이러한 리소스를 다른 위치에 다시 만들면 추가 라이선스 비용이 발생하거나 CAPEX 회계 요구사항을 위반할 수 있습니다. 일반적인 안내는 자체 참조 아키텍처 및 가이드 개발을 참고하세요.
단독 테넌트 노드는 영역별 리소스이며 리전 장애를 감당할 수 없습니다. 영역 간에 확장하려면 리전 MIG를 사용하세요.
Compute Engine용 네트워킹
Interconnect 연결을 위한 고가용성 설정에 대한 자세한 내용은 다음 문서를 참조하세요.

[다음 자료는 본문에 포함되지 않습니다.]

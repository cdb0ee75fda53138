//! Narrow capability interface over the browser automation client.
//!
//! The locator only needs to navigate, query elements by visible text or CSS
//! selector, read attributes and text, click, and wait. Anything richer stays
//! inside the implementation ([`crate::webdriver`] in production, scripted
//! fakes in tests).

use std::time::Duration;

use crate::error::RenderError;

/// Opaque reference to an element inside one renderer session.
#[derive(Debug, Clone, PartialEq, Eq, Hash)]
pub struct ElementHandle(pub String);

impl ElementHandle {
    pub fn new(id: impl Into<String>) -> Self {
        ElementHandle(id.into())
    }

    pub fn id(&self) -> &str {
        &self.0
    }
}

/// One live page.
///
/// Every call blocks until it completes or its own timeout fires; timeouts
/// surface as [`RenderError::Timeout`].
pub trait Renderer {
    /// Loads `url` and waits for the document to be interactive.
    fn navigate(&mut self, url: &str) -> Result<(), RenderError>;

    /// Visible text of the whole page body.
    fn body_text(&mut self) -> Result<String, RenderError>;

    /// Elements whose own visible text equals `text` exactly.
    fn find_by_text(&mut self, text: &str) -> Result<Vec<ElementHandle>, RenderError>;

    /// Elements matching a CSS selector, in document order.
    fn find_by_css(&mut self, selector: &str) -> Result<Vec<ElementHandle>, RenderError>;

    /// Attribute value, `None` when the attribute is absent.
    fn attribute(&mut self, element: &ElementHandle, name: &str) -> Result<Option<String>, RenderError>;

    fn text(&mut self, element: &ElementHandle) -> Result<String, RenderError>;

    fn click(&mut self, element: &ElementHandle) -> Result<(), RenderError>;

    /// Lets the page settle after navigation or a click.
    fn wait(&mut self, duration: Duration);
}

/// Starts renderer sessions. A fresh session is opened for every fetch attempt.
pub trait Automation {
    type Session: Renderer;

    /// Fails with [`RenderError::Unavailable`] when the automation client
    /// itself is missing; retrying cannot fix that.
    fn open(&self) -> Result<Self::Session, RenderError>;
}
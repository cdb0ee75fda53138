//! Append-only run log: exactly one line per invocation.
//!
//! ```text
//! [2026-02-20 07:15:02] [RESULT] Not Available! (--target-date 2026-02-28 --location ALPINE)
//! [2026-02-20 07:20:01] [SKIP] overlapping run (--target-date 2026-02-28 --location ALPINE)
//! [2026-02-20 07:25:03] [ERROR] detection: renderer timeout: page load (after 3 attempts) (--target-date ...)
//! ```

use std::fmt;
use std::io::Write;
use std::path::{Path, PathBuf};

use chrono::Local;
use fs_err::{self as fs, OpenOptions};

use crate::error::{Result, WatchError};

/// Local wall-clock timestamp used in log lines, snapshots and state.
pub fn now_timestamp() -> String {
    Local::now().format("%Y-%m-%d %H:%M:%S").to_string()
}

#[derive(Debug, Clone, Copy, PartialEq, Eq)]
pub enum LogLevel {
    Result,
    Error,
    Skip,
}

impl fmt::Display for LogLevel {
    fn fmt(&self, f: &mut fmt::Formatter<'_>) -> fmt::Result {
        f.write_str(match self {
            LogLevel::Result => "RESULT",
            LogLevel::Error => "ERROR",
            LogLevel::Skip => "SKIP",
        })
    }
}

#[derive(Debug, Clone)]
pub struct RunLog {
    path: PathBuf,
}

impl RunLog {
    pub fn new(path: PathBuf) -> Self {
        Self { path }
    }

    pub fn path(&self) -> &Path {
        &self.path
    }

    pub fn format_line(timestamp: &str, level: LogLevel, message: &str, params: &str) -> String {
        format!("[{}] [{}] {} ({})", timestamp, level, message, params)
    }

    /// Appends one line; creates the log directory on first use.
    pub fn append(&self, timestamp: &str, level: LogLevel, message: &str, params: &str) -> Result<()> {
        if let Some(parent) = self.path.parent() {
            fs::create_dir_all(parent).map_err(|e| WatchError::io("Failed to create log directory", e))?;
        }

        let mut file = OpenOptions::new()
            .create(true)
            .append(true)
            .open(&self.path)
            .map_err(|e| WatchError::io("Failed to open run log", e))?;

        writeln!(file, "{}", Self::format_line(timestamp, level, message, params))
            .map_err(|e| WatchError::io("Failed to append to run log", e))
    }
}
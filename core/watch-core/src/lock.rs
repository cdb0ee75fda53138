//! Single-run lock.
//!
//! Scheduled invocations can overlap when a check runs long (page loads plus
//! retry backoff). Each run takes an exclusive, non-blocking `flock` on
//! `watch.lock` before doing anything observable; a run that loses the race
//! skips cleanly.
//!
//! The lock is advisory and tied to the open file descriptor, so the kernel
//! drops it if the process dies. The file itself stays behind, zero bytes.

use std::fs::{File, OpenOptions};
use std::path::{Path, PathBuf};

use fs_err as fs;
use tracing::debug;

use crate::error::{Result, WatchError};

/// Held lock. Released by [`RunLock::release`] or on drop.
#[derive(Debug)]
pub struct RunLock {
    file: Option<File>,
    path: PathBuf,
}

impl RunLock {
    /// Tries to take the lock without waiting.
    ///
    /// Returns `Ok(None)` when another process holds it.
    pub fn acquire(path: &Path) -> Result<Option<RunLock>> {
        if let Some(parent) = path.parent() {
            fs::create_dir_all(parent).map_err(|e| WatchError::io("Failed to create lock directory", e))?;
        }

        let file = OpenOptions::new()
            .create(true)
            .write(true)
            .truncate(false)
            .open(path)
            .map_err(|e| WatchError::io(format!("Failed to open lock file {}", path.display()), e))?;

        if !try_lock_exclusive(&file)? {
            debug!(path = %path.display(), "Lock held by another run");
            return Ok(None);
        }

        Ok(Some(RunLock {
            file: Some(file),
            path: path.to_path_buf(),
        }))
    }

    pub fn path(&self) -> &Path {
        &self.path
    }

    pub fn is_held(&self) -> bool {
        self.file.is_some()
    }

    /// Releases the lock. Safe to call more than once.
    pub fn release(&mut self) {
        if let Some(file) = self.file.take() {
            unlock(&file);
            debug!(path = %self.path.display(), "Lock released");
        }
    }
}

impl Drop for RunLock {
    fn drop(&mut self) {
        self.release();
    }
}

#[cfg(unix)]
fn try_lock_exclusive(file: &File) -> Result<bool> {
    use std::os::unix::io::AsRawFd;

    // SAFETY: flock only reads the descriptor, which `file` keeps open for the call.
    #[allow(unsafe_code)]
    let rc = unsafe { libc::flock(file.as_raw_fd(), libc::LOCK_EX | libc::LOCK_NB) };
    if rc == 0 {
        return Ok(true);
    }

    let err = std::io::Error::last_os_error();
    if err.kind() == std::io::ErrorKind::WouldBlock {
        Ok(false)
    } else {
        Err(WatchError::io("Failed to lock run lock file", err))
    }
}

#[cfg(unix)]
fn unlock(file: &File) {
    use std::os::unix::io::AsRawFd;

    // SAFETY: same descriptor as the matching flock(LOCK_EX) call; failure is harmless
    // because closing the file drops the lock anyway.
    #[allow(unsafe_code)]
    let _ = unsafe { libc::flock(file.as_raw_fd(), libc::LOCK_UN) };
}

#[cfg(not(unix))]
fn try_lock_exclusive(_file: &File) -> Result<bool> {
    Ok(true)
}

#[cfg(not(unix))]
fn unlock(_file: &File) {}

#[cfg(all(test, unix))]
mod tests {
    use super::*;
    use tempfile::tempdir;

    #[test]
    fn test_second_acquire_is_refused_while_held() {
        let temp = tempdir().unwrap();
        let path = temp.path().join("watch.lock");

        let first = RunLock::acquire(&path).unwrap();
        assert!(first.is_some());

        let second = RunLock::acquire(&path).unwrap();
        assert!(second.is_none());
    }

    #[test]
    fn test_release_allows_reacquire_and_is_idempotent() {
        let temp = tempdir().unwrap();
        let path = temp.path().join("logs").join("watch.lock");

        let mut lock = RunLock::acquire(&path).unwrap().unwrap();
        lock.release();
        lock.release();
        assert!(!lock.is_held());

        assert!(RunLock::acquire(&path).unwrap().is_some());
    }

    #[test]
    fn test_drop_releases() {
        let temp = tempdir().unwrap();
        let path = temp.path().join("watch.lock");

        {
            let _held = RunLock::acquire(&path).unwrap().unwrap();
        }

        assert!(RunLock::acquire(&path).unwrap().is_some());
        assert_eq!(std::fs::metadata(&path).unwrap().len(), 0);
    }
}
use std::time::Duration;
use thiserror::Error;

pub type BoxError = Box<dyn std::error::Error + Send + Sync + 'static>;

/// The error vocabulary every public operation of the crate speaks,
/// regardless of which backend is driving the document.
#[derive(Error, Debug)]
pub enum PincerError {
    #[error("No such element: {0}")]
    NoSuchElement(String),

    #[error("Stale element: {0}")]
    StaleElement(String),

    #[error("Condition '{condition}' not met after {elapsed:?}")]
    ConditionTimeout { condition: String, elapsed: Duration },

    #[error("Unsupported capability: {0}")]
    UnsupportedCapability(String),

    #[error("Invalid target: {0}")]
    InvalidTarget(String),

    #[error("Backend error: {0}")]
    Backend(#[source] BoxError),
}

pub type Result<T> = std::result::Result<T, PincerError>;

/// How a backend classifies one of its own failures.
#[derive(Debug, Clone, Copy, PartialEq, Eq)]
pub enum FailureKind {
    Stale,
    NoSuchElement,
    Unsupported,
    InvalidTarget,
    Other,
}

/// Implemented by every backend error type. Backends report failures in
/// their own terms; the core maps them onto [`PincerError`].
pub trait BackendFailure: std::error::Error + Send + Sync + 'static {
    fn kind(&self) -> FailureKind {
        FailureKind::Other
    }
}

impl PincerError {
    pub fn from_backend<E: BackendFailure>(err: E) -> Self {
        let kind = err.kind();
        tracing::debug!(?kind, error = %err, "normalizing backend failure");
        match kind {
            FailureKind::Stale => PincerError::StaleElement(err.to_string()),
            FailureKind::NoSuchElement => PincerError::NoSuchElement(err.to_string()),
            FailureKind::Unsupported => PincerError::UnsupportedCapability(err.to_string()),
            FailureKind::InvalidTarget => PincerError::InvalidTarget(err.to_string()),
            FailureKind::Other => PincerError::Backend(Box::new(err)),
        }
    }

    pub fn unsupported(capability: &str) -> Self {
        PincerError::UnsupportedCapability(format!("backend does not support {capability}"))
    }

    pub fn is_stale(&self) -> bool {
        matches!(self, PincerError::StaleElement(_))
    }
}

impl From<reqwest::Error> for PincerError {
    fn from(err: reqwest::Error) -> Self {
        PincerError::Backend(Box::new(err))
    }
}

/// Translation boundary applied to every backend call made by the core.
pub(crate) trait Normalize<T> {
    fn normalized(self) -> Result<T>;
}

impl<T, E: BackendFailure> Normalize<T> for std::result::Result<T, E> {
    fn normalized(self) -> Result<T> {
        self.map_err(PincerError::from_backend)
    }
}

#[cfg(test)]
mod tests {
    use super::*;

    #[derive(Error, Debug)]
    enum FakeError {
        #[error("node went away")]
        Gone,
        #[error("socket closed")]
        Socket,
    }

    impl BackendFailure for FakeError {
        fn kind(&self) -> FailureKind {
            match self {
                FakeError::Gone => FailureKind::Stale,
                FakeError::Socket => FailureKind::Other,
            }
        }
    }

    #[test]
    fn classified_failures_map_to_their_kind() {
        let err: Result<()> = Err(FakeError::Gone).normalized();
        assert!(matches!(err, Err(PincerError::StaleElement(msg)) if msg == "node went away"));
    }

    #[test]
    fn unclassified_failures_are_wrapped_with_their_message() {
        let err = PincerError::from_backend(FakeError::Socket);
        assert!(matches!(err, PincerError::Backend(_)));
        assert_eq!(err.to_string(), "Backend error: socket closed");
        assert!(std::error::Error::source(&err).is_some());
    }
}
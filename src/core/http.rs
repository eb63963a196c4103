use crate::errors::{PincerError, Result};
use crate::types::{Cookie, SessionIdentity};
use chrono::Utc;
use reqwest::cookie::{CookieStore, Jar};
use reqwest::header::CONTENT_TYPE;
use reqwest::{Client, Method, RequestBuilder, StatusCode};
use serde::Serialize;
use std::sync::Arc;
use tracing::{debug, warn};
use url::Url;

/// HTTP client carrying the identity of a browsing session: its user agent,
/// proxy and cookies.
#[derive(Debug, Clone)]
pub struct HttpClient {
    client: Client,
    jar: Arc<Jar>,
    cookies: Vec<Cookie>,
}

#[derive(Debug, Clone)]
pub struct HttpResponse {
    pub url: String,
    pub status: StatusCode,
    pub content_type: Option<String>,
    pub body: Vec<u8>,
}

impl HttpResponse {
    pub fn text(&self) -> String {
        String::from_utf8_lossy(&self.body).into_owned()
    }
}

/// A resource fetched through the session's [`HttpClient`].
#[derive(Debug, Clone)]
pub struct Download {
    pub url: String,
    pub content_type: Option<String>,
    pub data: Vec<u8>,
}

impl Download {
    pub async fn save(&self, path: impl AsRef<std::path::Path>) -> Result<()> {
        tokio::fs::write(path, &self.data)
            .await
            .map_err(|e| PincerError::Backend(Box::new(e)))
    }
}

impl From<HttpResponse> for Download {
    fn from(response: HttpResponse) -> Self {
        Self {
            url: response.url,
            content_type: response.content_type,
            data: response.body,
        }
    }
}

impl HttpClient {
    pub fn from_identity(identity: SessionIdentity) -> Result<Self> {
        let jar = Arc::new(Jar::default());
        for cookie in &identity.cookies {
            seed(&jar, cookie);
        }

        let mut builder = Client::builder().cookie_provider(jar.clone());
        if let Some(user_agent) = &identity.user_agent {
            builder = builder.user_agent(user_agent.as_str());
        }
        if let Some(proxy) = &identity.proxy {
            builder = builder.proxy(reqwest::Proxy::all(proxy.as_str())?);
        }
        Ok(Self {
            client: builder.build()?,
            jar,
            cookies: identity.cookies,
        })
    }

    pub fn cookies(&self) -> &[Cookie] {
        &self.cookies
    }

    /// `Cookie` header the client would send to `url`, if any cookie applies.
    pub fn cookie_header(&self, url: &Url) -> Option<String> {
        let header = self.jar.cookies(url)?;
        header.to_str().ok().map(str::to_string)
    }

    /// A request builder; session cookies are added when it is sent.
    pub fn request(&self, method: Method, url: &str) -> Result<RequestBuilder> {
        let parsed = Url::parse(url)
            .map_err(|e| PincerError::InvalidTarget(format!("invalid url '{url}': {e}")))?;
        Ok(self.client.request(method, parsed))
    }

    pub async fn get(&self, url: &str) -> Result<HttpResponse> {
        self.send(self.request(Method::GET, url)?).await
    }

    pub async fn post_form<T: Serialize + ?Sized>(&self, url: &str, form: &T) -> Result<HttpResponse> {
        self.send(self.request(Method::POST, url)?.form(form)).await
    }

    async fn send(&self, request: RequestBuilder) -> Result<HttpResponse> {
        let response = request.send().await?;
        let url = response.url().to_string();
        let status = response.status();
        debug!(%url, %status, "http response");
        let content_type = response
            .headers()
            .get(CONTENT_TYPE)
            .and_then(|value| value.to_str().ok())
            .map(str::to_string);
        let body = response.bytes().await?.to_vec();
        Ok(HttpResponse {
            url,
            status,
            content_type,
            body,
        })
    }
}

/// Stores `cookie` in `jar` as if its own site had set it. A leading dot on
/// the domain marks a domain cookie; anything else is host-only.
fn seed(jar: &Jar, cookie: &Cookie) {
    if cookie.expires.is_some_and(|at| at <= Utc::now()) {
        return;
    }
    let host = cookie.domain.trim_start_matches('.');
    let path = if cookie.path.starts_with('/') { cookie.path.as_str() } else { "/" };
    let scheme = if cookie.secure { "https" } else { "http" };
    let origin = match Url::parse(&format!("{scheme}://{host}{path}")) {
        Ok(origin) => origin,
        Err(e) => {
            warn!(name = %cookie.name, domain = %cookie.domain, error = %e, "skipping cookie");
            return;
        }
    };

    let mut line = format!("{}={}; Path={path}", cookie.name, cookie.value);
    if cookie.domain.starts_with('.') {
        line.push_str(&format!("; Domain={host}"));
    }
    if let Some(expires) = cookie.expires {
        line.push_str(&expires.format("; Expires=%a, %d %b %Y %H:%M:%S GMT").to_string());
    }
    if cookie.secure {
        line.push_str("; Secure");
    }
    if cookie.http_only {
        line.push_str("; HttpOnly");
    }
    jar.add_cookie_str(&line, &origin);
}

#[cfg(test)]
mod tests {
    use super::*;

    #[test]
    fn cookie_header_only_includes_matching_cookies() {
        let mut secure = Cookie::new("token", "s3cr3t", "example.com");
        secure.secure = true;
        let client = HttpClient::from_identity(SessionIdentity {
            user_agent: Some("test-agent".to_string()),
            proxy: None,
            cookies: vec![
                Cookie::new("sid", "abc", ".example.com"),
                secure,
                Cookie::new("other", "x", "elsewhere.org"),
            ],
        })
        .unwrap();

        let plain = Url::parse("http://www.example.com/page").unwrap();
        assert_eq!(client.cookie_header(&plain).as_deref(), Some("sid=abc"));

        let tls = Url::parse("https://example.com/").unwrap();
        let mut sent: Vec<String> = client
            .cookie_header(&tls)
            .unwrap()
            .split("; ")
            .map(str::to_string)
            .collect();
        sent.sort();
        assert_eq!(sent, vec!["sid=abc", "token=s3cr3t"]);

        let unrelated = Url::parse("https://nowhere.net/").unwrap();
        assert_eq!(client.cookie_header(&unrelated), None);
    }

    #[test]
    fn cookie_paths_match_whole_segments() {
        let mut scoped = Cookie::new("pref", "1", "example.com");
        scoped.path = "/app".to_string();
        let client = HttpClient::from_identity(SessionIdentity {
            cookies: vec![scoped],
            ..Default::default()
        })
        .unwrap();

        let header = |url: &str| client.cookie_header(&Url::parse(url).unwrap());
        assert_eq!(header("http://example.com/app").as_deref(), Some("pref=1"));
        assert_eq!(header("http://example.com/app/settings").as_deref(), Some("pref=1"));
        assert_eq!(header("http://example.com/apple"), None);
        assert_eq!(header("http://sub.example.com/app"), None);
    }

    #[test]
    fn expired_cookies_are_not_sent() {
        let mut stale = Cookie::new("old", "1", "example.com");
        stale.expires = Some(Utc::now() - chrono::Duration::hours(1));
        let client = HttpClient::from_identity(SessionIdentity {
            cookies: vec![stale],
            ..Default::default()
        })
        .unwrap();
        assert_eq!(client.cookie_header(&Url::parse("http://example.com/").unwrap()), None);
    }
}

전역 또는 리전 모드에서 외부 IP 주소를 프로비저닝할 수 있으며, 이렇게 하면 리전 장애가 발생할 경우 가용성에 영향을 미칩니다.
Cloud Load Balancing 복원력
부하 분산기는 가장 가용성이 높은 애플리케이션의 핵심 구성요소입니다. 전체 애플리케이션의 복원력은 선택한 부하 분산기 범위(전역 또는 리전)뿐만 아니라 백엔드 서비스의 중복성에 따라 달라진다는 점을 이해해야 합니다.
다음 표에는 부하 분산기의 분산 또는 범위에 따른 부하 분산기 복원력이 요약되어 있습니다.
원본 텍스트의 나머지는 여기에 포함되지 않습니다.